= Exercise objective =
Find the string "CertificateCapture" in the material. Copy every line that has it.

= Data to examine =
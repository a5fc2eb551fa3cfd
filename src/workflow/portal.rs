//! Built-in workflows for the Corumbá "Serviços Web" portal
//!
//! The portal is a JSF application; element ids are generated by the view
//! and change whenever the municipality redeploys, which is why every
//! selector can be overridden from `config.yaml`.

use super::{Step, Workflow};

const PROPERTY_ENTRY: &str = r"#formHome\:j_idt1062\:0\:j_idt1064";
const PROPERTY_MODAL: &str = r"#compInformarImovel\:j_idt80";
const PROPERTY_INPUT: &str = r"#compInformarImovel\:formNumero\:itIdentText";
const PROPERTY_SUBMIT: &str = r"#compInformarImovel\:formNumero\:btnValidar";

const TAXPAYER_ENTRY: &str = r"#formHome\:j_idt1062\:3\:j_idt1064";
const TAXPAYER_FORM: &str = r"#compInformarContribuinte\:formNumero";
const TAXPAYER_NATURAL_PERSON: &str =
    r"#compInformarContribuinte\:formNumero\:radioCadastroTipoPessoa\:0";
const TAXPAYER_INPUT: &str = r"#compInformarContribuinte\:formNumero\:itIdent";
const TAXPAYER_SUBMIT: &str = r"#compInformarContribuinte\:formNumero\:btnValidar";

const DEBTS_LINK: &str = r"#formContribuinte\:repeat\:0\:clLinkImobiliario";
const CERTIFICATE_LINK: &str = r"#formContribuinte\:repeat\:1\:clLinkImobiliario";
const CERTIFICATE_PRINT: &str = r"#formCertidaoNegativaDebitos\:tabView\:j_idt396\:j_idt443";

fn wait_visible(selector: &str) -> Step {
    Step::WaitFor {
        selector: selector.to_string(),
        visible: true,
    }
}

fn click(selector: &str) -> Step {
    Step::Click {
        selector: selector.to_string(),
    }
}

fn type_input(selector: &str) -> Step {
    Step::Type {
        selector: selector.to_string(),
        text: None,
    }
}

pub fn property_login() -> Workflow {
    Workflow::new(vec![
        Step::OpenPortal,
        Step::WaitFor {
            selector: PROPERTY_ENTRY.to_string(),
            visible: false,
        },
        click(PROPERTY_ENTRY),
        wait_visible(PROPERTY_MODAL),
        wait_visible(PROPERTY_INPUT),
        type_input(PROPERTY_INPUT),
        wait_visible(PROPERTY_SUBMIT),
        click(PROPERTY_SUBMIT),
        Step::WaitForNavigation,
    ])
}

pub fn taxpayer_login() -> Workflow {
    Workflow::new(vec![
        Step::OpenPortal,
        Step::WaitFor {
            selector: TAXPAYER_ENTRY.to_string(),
            visible: false,
        },
        click(TAXPAYER_ENTRY),
        wait_visible(TAXPAYER_FORM),
        Step::EnsureChecked {
            selector: TAXPAYER_NATURAL_PERSON.to_string(),
            settle_ms: 500,
        },
        wait_visible(TAXPAYER_INPUT),
        type_input(TAXPAYER_INPUT),
        wait_visible(TAXPAYER_SUBMIT),
        click(TAXPAYER_SUBMIT),
        Step::WaitForNavigation,
    ])
}

pub fn debts_lookup() -> Workflow {
    Workflow::new(vec![
        wait_visible(DEBTS_LINK),
        click(DEBTS_LINK),
        Step::WaitForNavigation,
    ])
}

pub fn certificate() -> Workflow {
    Workflow::new(vec![
        wait_visible(CERTIFICATE_LINK),
        click(CERTIFICATE_LINK),
        Step::WaitForNavigation,
        wait_visible(CERTIFICATE_PRINT),
        Step::CapturePdf {
            selector: CERTIFICATE_PRINT.to_string(),
        },
    ])
}
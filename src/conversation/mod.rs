//! Conversation state machine
//!
//! [`decide`] maps the current state and the user's text to a [`Decision`]
//! without side effects. [`ConversationMachine`] carries the decision out:
//! it runs workflows, moves the browser session in and out of the registry
//! and sends replies.

pub mod replies;

use std::sync::Arc;
use tracing::{error, info, warn};

use crate::capture::Artifact;
use crate::error::{PortalError, PortalResult};
use crate::gateway::{Attachment, MessagingGateway, Outbound, StagedFile};
use crate::session::{ConversationSession, ConversationState, SessionRegistry, SessionSlot};
use crate::utils::duration_ms;
use crate::workflow::{WorkflowEngine, WorkflowKind, WorkflowSet};

pub const RESET_KEYWORD: &str = "reset";

/// What to do with one inbound message
#[derive(Debug, Clone, PartialEq, Eq)]
pub enum Decision {
    SendMenu,
    PromptPropertyCode,
    PromptTaxpayerId,
    InvalidCategory,
    PropertyLogin(String),
    TaxpayerLogin(String),
    InvalidTaxId(String),
    DebtsLookup,
    CertificateCapture,
    InvalidTaxpayerAction,
    Reset,
    Help,
}

/// Whether `text` asks for a reset
pub fn is_reset(text: &str) -> bool {
    text.trim().eq_ignore_ascii_case(RESET_KEYWORD)
}

/// A CPF is exactly eleven ASCII digits
pub fn is_tax_id(text: &str) -> bool {
    text.len() == 11 && text.bytes().all(|b| b.is_ascii_digit())
}

pub fn decide(state: ConversationState, text: &str) -> Decision {
    let raw = text.trim();
    let normalized = raw.to_lowercase();

    if state != ConversationState::Idle && normalized == RESET_KEYWORD {
        return Decision::Reset;
    }

    match state {
        ConversationState::Idle => Decision::SendMenu,
        ConversationState::AwaitingCategoryChoice => {
            if normalized == "1" || normalized.contains("iptu") || normalized.contains("cadastro") {
                Decision::PromptPropertyCode
            } else if normalized == "2"
                || normalized.contains("cpf")
                || normalized.contains("contribuinte")
            {
                Decision::PromptTaxpayerId
            } else {
                Decision::InvalidCategory
            }
        }
        ConversationState::AwaitingPropertyCode => Decision::PropertyLogin(raw.to_string()),
        ConversationState::AwaitingTaxpayerId => {
            if is_tax_id(raw) {
                Decision::TaxpayerLogin(raw.to_string())
            } else {
                Decision::InvalidTaxId(raw.to_string())
            }
        }
        ConversationState::AwaitingTaxpayerAction => match normalized.as_str() {
            "1" => Decision::DebtsLookup,
            "2" => Decision::CertificateCapture,
            _ => Decision::InvalidTaxpayerAction,
        },
        ConversationState::LoggedInProperty => Decision::Help,
    }
}

/// Executes decisions for every conversation
pub struct ConversationMachine {
    registry: Arc<SessionRegistry>,
    engine: Arc<WorkflowEngine>,
    gateway: Arc<dyn MessagingGateway>,
    workflows: Arc<WorkflowSet>,
}

impl ConversationMachine {
    pub fn new(
        registry: Arc<SessionRegistry>,
        engine: Arc<WorkflowEngine>,
        gateway: Arc<dyn MessagingGateway>,
        workflows: Arc<WorkflowSet>,
    ) -> Self {
        Self {
            registry,
            engine,
            gateway,
            workflows,
        }
    }

    pub fn registry(&self) -> &Arc<SessionRegistry> {
        &self.registry
    }

    /// Process one inbound message to completion
    pub async fn handle(&self, conversation_id: &str, text: &str) {
        let slot = self.registry.create_if_absent(conversation_id);
        let idle = {
            let mut session = slot.lock().await;
            session.touch();
            // A reset that cancelled a running workflow stays a reset even
            // though the cancelled workflow already left the chat idle
            let decision = if is_reset(text) && slot.take_reset() {
                Decision::Reset
            } else {
                decide(session.state(), text)
            };
            info!(
                conversation = %conversation_id,
                state = %session.state(),
                ?decision,
                "Handling message"
            );
            self.apply(&slot, &mut session, decision).await;
            debug_assert!(session.is_consistent());
            session.state() == ConversationState::Idle
        };
        drop(slot);

        if idle {
            self.registry.remove_if_idle(conversation_id);
        }
    }

    async fn apply(&self, slot: &SessionSlot, session: &mut ConversationSession, decision: Decision) {
        let id = session.conversation_id().to_string();
        match decision {
            Decision::SendMenu => {
                self.reply(&id, replies::CATEGORY_MENU).await;
                session.set_state(ConversationState::AwaitingCategoryChoice);
            }
            Decision::PromptPropertyCode => {
                self.reply(&id, replies::PROPERTY_CODE_PROMPT).await;
                session.set_state(ConversationState::AwaitingPropertyCode);
            }
            Decision::PromptTaxpayerId => {
                self.reply(&id, replies::TAX_ID_PROMPT).await;
                session.set_state(ConversationState::AwaitingTaxpayerId);
            }
            Decision::InvalidCategory => self.reply(&id, replies::INVALID_CATEGORY).await,
            Decision::InvalidTaxId(value) => {
                session.set_last_input_echo(value);
                let reply = replies::invalid_tax_id(session.last_input_echo());
                self.reply(&id, &reply).await;
            }
            Decision::InvalidTaxpayerAction => {
                self.reply(&id, replies::INVALID_TAXPAYER_ACTION).await
            }
            Decision::Help => self.reply(&id, replies::HELP).await,
            Decision::Reset => {
                session.release().await;
                self.reply(&id, replies::RESET_DONE).await;
            }
            Decision::PropertyLogin(code) => {
                self.reply(&id, &replies::property_code_ack(&code)).await;
                session.set_last_input_echo(code.as_str());
                match self.login(slot, session, WorkflowKind::PropertyLogin, &code).await {
                    Ok(()) => {
                        session.set_state(ConversationState::LoggedInProperty);
                        self.reply(&id, replies::PROPERTY_LOGIN_OK).await;
                    }
                    Err(e) => {
                        warn!(
                            conversation = %id,
                            input = session.last_input_echo().unwrap_or_default(),
                            "Login failed: {}",
                            e
                        );
                        session.release().await;
                        self.reply(&id, failure_reply(&e, replies::PROPERTY_LOGIN_FAILED))
                            .await;
                    }
                }
            }
            Decision::TaxpayerLogin(tax_id) => {
                self.reply(&id, &replies::tax_id_ack(&tax_id)).await;
                session.set_last_input_echo(tax_id.as_str());
                match self.login(slot, session, WorkflowKind::TaxpayerLogin, &tax_id).await {
                    Ok(()) => {
                        session.set_state(ConversationState::AwaitingTaxpayerAction);
                        self.reply(&id, replies::TAXPAYER_MENU).await;
                    }
                    Err(e) => {
                        warn!(
                            conversation = %id,
                            input = session.last_input_echo().unwrap_or_default(),
                            "Login failed: {}",
                            e
                        );
                        session.release().await;
                        self.reply(&id, failure_reply(&e, replies::TAXPAYER_LOGIN_FAILED))
                            .await;
                    }
                }
            }
            Decision::DebtsLookup => {
                let result = self.run_post_login(slot, session, WorkflowKind::DebtsLookup).await;
                session.release().await;
                match result {
                    Ok(outcome) => {
                        let reply = replies::debts_opened(outcome.landing_url.as_deref());
                        self.reply(&id, &reply).await;
                    }
                    Err(e) => self.reply(&id, failure_reply(&e, replies::ACTION_FAILED)).await,
                }
            }
            Decision::CertificateCapture => {
                let window_ms = duration_ms(self.engine.capture_window());
                let result = self
                    .run_post_login(slot, session, WorkflowKind::Certificate)
                    .await
                    .and_then(|outcome| {
                        outcome
                            .artifact
                            .ok_or(PortalError::ArtifactTimeout { window_ms })
                    });
                session.release().await;

                let reply = match result {
                    Ok(artifact) => match self.deliver(&id, artifact).await {
                        Ok(()) => replies::CERTIFICATE_SENT,
                        Err(e) => {
                            error!(conversation = %id, "Certificate delivery failed: {}", e);
                            replies::DELIVERY_FAILED
                        }
                    },
                    Err(e) => failure_reply(&e, replies::ACTION_FAILED),
                };
                self.reply(&id, reply).await;
            }
        }
    }

    async fn login(
        &self,
        slot: &SessionSlot,
        session: &mut ConversationSession,
        kind: WorkflowKind,
        input: &str,
    ) -> PortalResult<()> {
        let cancel = slot.begin_workflow();
        let result = self
            .engine
            .login(kind, self.workflows.get(kind), input, &cancel)
            .await;
        slot.end_workflow();
        session.attach_handle(result?).await
    }

    async fn run_post_login(
        &self,
        slot: &SessionSlot,
        session: &mut ConversationSession,
        kind: WorkflowKind,
    ) -> PortalResult<crate::workflow::WorkflowOutcome> {
        let Some(lease) = session.handle_mut() else {
            warn!(conversation = %session.conversation_id(), workflow = %kind, "No browser session");
            return Err(PortalError::SessionLost);
        };
        let cancel = slot.begin_workflow();
        let result = self
            .engine
            .run(kind, self.workflows.get(kind), lease, &cancel)
            .await;
        slot.end_workflow();
        result
    }

    /// Hand the artifact to the gateway; the staged copy is removed afterwards
    async fn deliver(&self, conversation_id: &str, artifact: Artifact) -> PortalResult<()> {
        let file_name = artifact.file_name();
        let staged = StagedFile::write(&file_name, &artifact.bytes)
            .await
            .map_err(|e| PortalError::DeliveryFailure(e.to_string()))?;

        let document = Outbound::Document(Attachment {
            path: staged.path().to_path_buf(),
            file_name,
            mime_type: artifact.content_type,
            caption: Some(replies::CERTIFICATE_CAPTION.to_string()),
        });
        let result = self.gateway.send(conversation_id, document).await;
        drop(staged);

        result.map_err(|e| PortalError::DeliveryFailure(e.to_string()))
    }

    async fn reply(&self, conversation_id: &str, text: &str) {
        if let Err(e) = self
            .gateway
            .send(conversation_id, Outbound::Text(text.to_string()))
            .await
        {
            warn!(conversation = %conversation_id, "Failed to send reply: {}", e);
        }
    }
}

fn failure_reply(err: &PortalError, fallback: &'static str) -> &'static str {
    match err {
        PortalError::SessionLost => replies::SESSION_LOST,
        PortalError::PoolExhausted { .. } => replies::POOL_EXHAUSTED,
        PortalError::BrowserUnavailable(_) => replies::BROWSER_UNAVAILABLE,
        PortalError::Cancelled => replies::CANCELLED,
        PortalError::ArtifactTimeout { .. } => replies::CERTIFICATE_NOT_GENERATED,
        PortalError::DeliveryFailure(_) => replies::DELIVERY_FAILED,
        _ => fallback,
    }
}

#[cfg(test)]
mod tests {
    use super::*;
    use ConversationState::*;

    #[test]
    fn idle_always_gets_menu() {
        assert_eq!(decide(Idle, "oi"), Decision::SendMenu);
        assert_eq!(decide(Idle, "reset"), Decision::SendMenu);
        assert_eq!(decide(Idle, ""), Decision::SendMenu);
    }

    #[test]
    fn category_keywords() {
        assert_eq!(decide(AwaitingCategoryChoice, " 1 "), Decision::PromptPropertyCode);
        assert_eq!(decide(AwaitingCategoryChoice, "Quero IPTU"), Decision::PromptPropertyCode);
        assert_eq!(decide(AwaitingCategoryChoice, "cadastro"), Decision::PromptPropertyCode);
        assert_eq!(decide(AwaitingCategoryChoice, "2"), Decision::PromptTaxpayerId);
        assert_eq!(decide(AwaitingCategoryChoice, "meu CPF"), Decision::PromptTaxpayerId);
        assert_eq!(decide(AwaitingCategoryChoice, "Contribuinte"), Decision::PromptTaxpayerId);
        assert_eq!(decide(AwaitingCategoryChoice, "3"), Decision::InvalidCategory);
    }

    #[test]
    fn property_code_is_trimmed_raw_text() {
        assert_eq!(
            decide(AwaitingPropertyCode, "  AB-123 "),
            Decision::PropertyLogin("AB-123".into())
        );
    }

    #[test]
    fn tax_id_needs_exactly_eleven_digits() {
        assert_eq!(
            decide(AwaitingTaxpayerId, " 12345678901 "),
            Decision::TaxpayerLogin("12345678901".into())
        );
        for bad in ["1234567890", "123456789012", "123.456.789-01", "1234567890a", "１２３４５６７８９０１"] {
            assert!(
                matches!(decide(AwaitingTaxpayerId, bad), Decision::InvalidTaxId(_)),
                "{bad} should be rejected"
            );
        }
    }

    #[test]
    fn taxpayer_actions() {
        assert_eq!(decide(AwaitingTaxpayerAction, "1"), Decision::DebtsLookup);
        assert_eq!(decide(AwaitingTaxpayerAction, "2"), Decision::CertificateCapture);
        assert_eq!(decide(AwaitingTaxpayerAction, "3"), Decision::InvalidTaxpayerAction);
    }

    #[test]
    fn reset_beats_every_other_rule() {
        for state in [
            AwaitingCategoryChoice,
            AwaitingPropertyCode,
            AwaitingTaxpayerId,
            LoggedInProperty,
            AwaitingTaxpayerAction,
        ] {
            assert_eq!(decide(state, " RESET "), Decision::Reset, "{state}");
        }
    }

    #[test]
    fn logged_in_property_gets_help() {
        assert_eq!(decide(LoggedInProperty, "e agora?"), Decision::Help);
    }

    #[test]
    fn failure_replies_distinguish_delivery() {
        assert_eq!(
            failure_reply(&PortalError::DeliveryFailure("x".into()), replies::ACTION_FAILED),
            replies::DELIVERY_FAILED
        );
        assert_eq!(
            failure_reply(&PortalError::ArtifactTimeout { window_ms: 1 }, replies::ACTION_FAILED),
            replies::CERTIFICATE_NOT_GENERATED
        );
        assert_eq!(
            failure_reply(
                &PortalError::ElementNotFound {
                    selector: "#x".into()
                },
                replies::ACTION_FAILED
            ),
            replies::ACTION_FAILED
        );
    }
}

= Completed exercise =
    CertificateCapture,
            "2" => Decision::CertificateCapture,
            Decision::CertificateCapture => {
        assert_eq!(decide(AwaitingTaxpayerAction, "2"), Decision::CertificateCapture);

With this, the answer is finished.